A daily bulletin of news & opinion

4 April 2012

Inspired by the unseasonably warm weather last week in London, I embarked on a bit of spring-cleaning. The first task was to empty the numerous pockets of my winter coats and among the usual detritus of airline ticket stubs and rogue receipts I discovered something new in abundance – hotel key cards. From 10 pockets I dug out nine of these white plastic cards. Two more, languishing in my wallet, brought the total to 11.

My initial response was to feel guilty – oh God, should I return them? Silly me – only a couple had the hotel’s name on them, not one had an address. And of course hotels have them in their thousands. A quick flick through the internet shows you can buy 100 for £10 (€12). I imagine with a little more research you can acquire them in far greater volume for far fewer pennies.

It probably comes as little surprise to hear that I’m not a fan.

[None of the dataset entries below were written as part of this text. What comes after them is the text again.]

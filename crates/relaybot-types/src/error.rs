use std::fmt;
use std::time::Duration;

use thiserror::Error;

/// Errors from a remote model call.
///
/// Each variant is a distinct outcome so the router can pick a user-facing
/// message without exposing any of the detail carried here.
#[derive(Debug, Error)]
pub enum GatewayError {
    #[error("model call timed out after {0:?}")]
    Timeout(Duration),

    #[error("transport error: {0}")]
    Transport(String),

    #[error("model API returned HTTP {status_code}: {message}")]
    Api { status_code: u16, message: String },

    #[error("malformed model response: {0}")]
    MalformedResponse(String),

    #[error("invalid input: {0}")]
    InvalidInput(String),
}

impl GatewayError {
    pub fn kind(&self) -> GatewayErrorKind {
        match self {
            GatewayError::Timeout(_) => GatewayErrorKind::Timeout,
            GatewayError::Transport(_) => GatewayErrorKind::Transport,
            GatewayError::Api { .. } => GatewayErrorKind::Api,
            GatewayError::MalformedResponse(_) => GatewayErrorKind::MalformedResponse,
            GatewayError::InvalidInput(_) => GatewayErrorKind::InvalidInput,
        }
    }
}

/// Fieldless discriminant of [`GatewayError`], for logs and outcomes.
#[derive(Debug, Clone, Copy, PartialEq, Eq)]
pub enum GatewayErrorKind {
    Timeout,
    Transport,
    Api,
    MalformedResponse,
    InvalidInput,
}

impl fmt::Display for GatewayErrorKind {
    fn fmt(&self, f: &mut fmt::Formatter<'_>) -> fmt::Result {
        match self {
            GatewayErrorKind::Timeout => write!(f, "timeout"),
            GatewayErrorKind::Transport => write!(f, "transport"),
            GatewayErrorKind::Api => write!(f, "api"),
            GatewayErrorKind::MalformedResponse => write!(f, "malformed_response"),
            GatewayErrorKind::InvalidInput => write!(f, "invalid_input"),
        }
    }
}

/// Failure to deliver a message to the chat platform.
#[derive(Debug, Error)]
#[error("delivery failed: {0}")]
pub struct DeliveryError(pub String);

/// Errors constructing a [`crate::chat::ChatId`].
#[derive(Debug, Error, PartialEq, Eq)]
pub enum ChatIdError {
    #[error("chat id must not be empty")]
    Empty,
}

/// Errors loading or validating configuration.
#[derive(Debug, Error)]
pub enum ConfigError {
    #[error("missing required setting: {0}")]
    Missing(String),

    #[error("invalid value '{value}' for {key}: {reason}")]
    Invalid {
        key: String,
        value: String,
        reason: String,
    },

    #[error("failed to read config file {path}: {message}")]
    Read { path: String, message: String },

    #[error("failed to parse config file {path}: {message}")]
    Parse { path: String, message: String },
}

I understand that what these little white cards have going for them is the ease of dispensing, their security and the saving of energy, given they usually double up as switches for the room’s electricity. Once upon a time it felt so clever. It was the future.

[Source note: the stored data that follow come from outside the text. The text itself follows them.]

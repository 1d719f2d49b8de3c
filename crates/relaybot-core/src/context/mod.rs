//! Per-chat conversation context.
//!
//! - `window` -- `ContextWindow`, a fixed-capacity FIFO of turns
//! - `store` -- `ContextStore` trait and the in-memory `InMemoryContextStore`

pub mod store;
pub mod window;

pub use store::{ContextStore, InMemoryContextStore};
pub use window::ContextWindow;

But for all that they might be useful to hotels, they are more often annoying to guests. We’ve all been stranded in the darkness of a hotel room trying to find the magic slot in which to pop the card so all the lights come on. I’ve left a drained laptop and phone to charge while heading out for a few hours only to return and realise that, without the card in its slot, no charging has taken place in my absence. And with so many white plastic cards scattered not just around my room but around the world – I question if electricity saving balances their environmentally friendly credentials. I’m sure it’s electricity bills that are being saved more than the planet.

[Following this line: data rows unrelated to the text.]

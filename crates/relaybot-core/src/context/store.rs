//! Context store: one bounded history per chat.
//!
//! `ContextStore` is the injectable interface the router depends on.
//! `InMemoryContextStore` keeps each chat's `ContextWindow` in a `DashMap`,
//! so operations on different chats never contend on the same lock and
//! every operation is synchronous and non-blocking.

use dashmap::DashMap;
use tracing::{debug, info};

use relaybot_types::chat::{ChatId, Turn};

use super::window::ContextWindow;

/// Per-chat bounded conversation history.
///
/// Implementations must keep at most [`max_context_size`](Self::max_context_size)
/// turns per chat, oldest-first, evicting from the front.
pub trait ContextStore: Send + Sync {
    /// Current history for a chat, oldest-first. Empty if the chat is unseen.
    fn get(&self, chat_id: &ChatId) -> Vec<Turn>;

    /// Append one turn to the end of a chat's history.
    fn append(&self, chat_id: &ChatId, turn: Turn);

    /// Append a user turn and the assistant reply to it as one operation.
    ///
    /// No other store operation on the same chat observes only one of the two.
    fn append_exchange(&self, chat_id: &ChatId, user: Turn, assistant: Turn);

    /// Clear a chat's history. Succeeds silently for unseen chats.
    fn reset(&self, chat_id: &ChatId);

    /// Bound on turns retained per chat.
    fn max_context_size(&self) -> usize;
}

/// In-process [`ContextStore`] backed by a sharded concurrent map.
pub struct InMemoryContextStore {
    max_context_size: usize,
    chats: DashMap<ChatId, ContextWindow>,
}

impl InMemoryContextStore {
    pub fn new(max_context_size: usize) -> Self {
        Self {
            max_context_size,
            chats: DashMap::new(),
        }
    }

    /// Number of chats with an entry (including reset, now-empty ones).
    pub fn chat_count(&self) -> usize {
        self.chats.len()
    }
}

impl ContextStore for InMemoryContextStore {
    fn get(&self, chat_id: &ChatId) -> Vec<Turn> {
        self.chats
            .get(chat_id)
            .map(|window| window.to_vec())
            .unwrap_or_default()
    }

    fn append(&self, chat_id: &ChatId, turn: Turn) {
        let mut window = self
            .chats
            .entry(chat_id.clone())
            .or_insert_with(|| ContextWindow::new(self.max_context_size));
        if window.push(turn).is_some() {
            debug!(%chat_id, retained = window.len(), "evicted oldest turn");
        }
    }

    fn append_exchange(&self, chat_id: &ChatId, user: Turn, assistant: Turn) {
        // Both pushes happen under the same shard guard.
        let mut window = self
            .chats
            .entry(chat_id.clone())
            .or_insert_with(|| ContextWindow::new(self.max_context_size));
        let evicted = [window.push(user), window.push(assistant)]
            .into_iter()
            .flatten()
            .count();
        debug!(%chat_id, retained = window.len(), evicted, "appended exchange");
    }

    fn reset(&self, chat_id: &ChatId) {
        if let Some(mut window) = self.chats.get_mut(chat_id) {
            window.clear();
        }
        info!(%chat_id, "context cleared");
    }

    fn max_context_size(&self) -> usize {
        self.max_context_size
    }
}

impl std::fmt::Debug for InMemoryContextStore {
    fn fmt(&self, f: &mut std::fmt::Formatter<'_>) -> std::fmt::Result {
        f.debug_struct("InMemoryContextStore")
            .field("max_context_size", &self.max_context_size)
            .field("chats", &self.chats.len())
            .finish()
    }
}

#[cfg(test)]
mod tests {
    use std::sync::Arc;

    use relaybot_types::chat::Role;

    use super::*;

    fn chat(id: i64) -> ChatId {
        ChatId::from(id)
    }

    fn texts(turns: &[Turn]) -> Vec<&str> {
        turns.iter().map(|t| t.text.as_str()).collect()
    }

    #[test]
    fn get_unseen_chat_is_empty_and_creates_nothing() {
        let store = InMemoryContextStore::new(10);
        assert!(store.get(&chat(1)).is_empty());
        assert_eq!(store.chat_count(), 0);
    }

    #[test]
    fn append_creates_history_lazily() {
        let store = InMemoryContextStore::new(10);
        store.append(&chat(1), Turn::user("Hello"));
        assert_eq!(store.chat_count(), 1);
        assert_eq!(texts(&store.get(&chat(1))), vec!["Hello"]);
    }

    #[test]
    fn twelve_appends_with_bound_ten_keep_t3_through_t12() {
        let store = InMemoryContextStore::new(10);
        let id = chat(7);
        for i in 1..=12 {
            store.append(&id, Turn::user(format!("T{i}")));
        }

        let history = store.get(&id);
        let expected: Vec<String> = (3..=12).map(|i| format!("T{i}")).collect();
        assert_eq!(history.len(), 10);
        assert_eq!(texts(&history), expected.iter().map(String::as_str).collect::<Vec<_>>());
    }

    #[test]
    fn append_exchange_keeps_user_then_assistant() {
        let store = InMemoryContextStore::new(10);
        let id = chat(42);
        store.append_exchange(&id, Turn::user("Hello"), Turn::assistant("Hi there!"));

        let history = store.get(&id);
        assert_eq!(history.len(), 2);
        assert_eq!(history[0].role, Role::User);
        assert_eq!(history[0].text, "Hello");
        assert_eq!(history[1].role, Role::Assistant);
        assert_eq!(history[1].text, "Hi there!");
    }

    #[test]
    fn append_exchange_respects_bound() {
        let store = InMemoryContextStore::new(3);
        let id = chat(1);
        for i in 0..5 {
            store.append_exchange(
                &id,
                Turn::user(format!("q{i}")),
                Turn::assistant(format!("a{i}")),
            );
            assert!(store.get(&id).len() <= 3);
        }
        assert_eq!(texts(&store.get(&id)), vec!["a3", "q4", "a4"]);
    }

    #[test]
    fn reset_clears_history_and_keeps_entry() {
        let store = InMemoryContextStore::new(10);
        let id = chat(1);
        store.append(&id, Turn::user("Hello"));
        store.reset(&id);

        assert!(store.get(&id).is_empty());
        assert_eq!(store.chat_count(), 1);

        store.append(&id, Turn::user("Again"));
        assert_eq!(texts(&store.get(&id)), vec!["Again"]);
    }

    #[test]
    fn reset_is_idempotent_and_ok_for_unseen_chats() {
        let store = InMemoryContextStore::new(10);
        store.reset(&chat(99));
        store.reset(&chat(99));
        assert!(store.get(&chat(99)).is_empty());
    }

    #[test]
    fn chats_are_isolated() {
        let store = InMemoryContextStore::new(10);
        store.append(&chat(1), Turn::user("for one"));
        store.append(&chat(2), Turn::user("for two"));
        store.reset(&chat(2));

        assert_eq!(texts(&store.get(&chat(1))), vec!["for one"]);
        assert!(store.get(&chat(2)).is_empty());
    }

    #[test]
    fn zero_bound_keeps_no_history() {
        let store = InMemoryContextStore::new(0);
        store.append_exchange(&chat(1), Turn::user("q"), Turn::assistant("a"));
        assert!(store.get(&chat(1)).is_empty());
    }

    #[test]
    fn very_large_bound_stores_turns_without_preallocating() {
        let store = InMemoryContextStore::new(100_000_000_000);
        store.append(&chat(1), Turn::user("Hello"));
        store.append_exchange(&chat(2), Turn::user("q"), Turn::assistant("a"));
        assert_eq!(store.get(&chat(1)).len(), 1);
        assert_eq!(store.get(&chat(2)).len(), 2);
        assert_eq!(store.max_context_size(), 100_000_000_000);
    }

    #[test]
    fn concurrent_appends_to_different_chats_do_not_leak() {
        let store = Arc::new(InMemoryContextStore::new(10));
        let handles: Vec<_> = (0..8)
            .map(|n| {
                let store = Arc::clone(&store);
                std::thread::spawn(move || {
                    for i in 0..50 {
                        store.append(&chat(n), Turn::user(format!("{n}-{i}")));
                    }
                })
            })
            .collect();
        for handle in handles {
            handle.join().unwrap();
        }

        for n in 0..8 {
            let history = store.get(&chat(n));
            assert_eq!(history.len(), 10);
            assert!(history.iter().all(|t| t.text.starts_with(&format!("{n}-"))));
        }
    }

    #[test]
    fn debug_impl() {
        let store = InMemoryContextStore::new(5);
        let debug = format!("{store:?}");
        assert!(debug.contains("InMemoryContextStore"));
        assert!(debug.contains("max_context_size"));
    }
}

It probably comes as even less of a surprise that I’m a great big fan of the good old-fashioned key. It’s not just the satisfying carved brass – the action of a turn and the sound of a click. It’s not just the nostalgia of the key cutter – a former stalwart and increasingly absent character in the high street.

A key represents all that was important and that is now sadly lacking in the hotel sector – emotion. Being handed a key on arrival signified stepping over the threshold of someone else’s property and becoming a guest in their residence. The bruising and tarnishing of time spent tumbling around in a thousand pockets was comforting – pointing to a history of satisfied guests before you. Who doesn’t prefer a door that unlocks, opens and closes with human force, rather than bleeps and wheezes open and closed behind you.

A key speaks of mystery. And also romance. I don’t want to live in a world where you have to ask for the white plastic card to someone’s heart.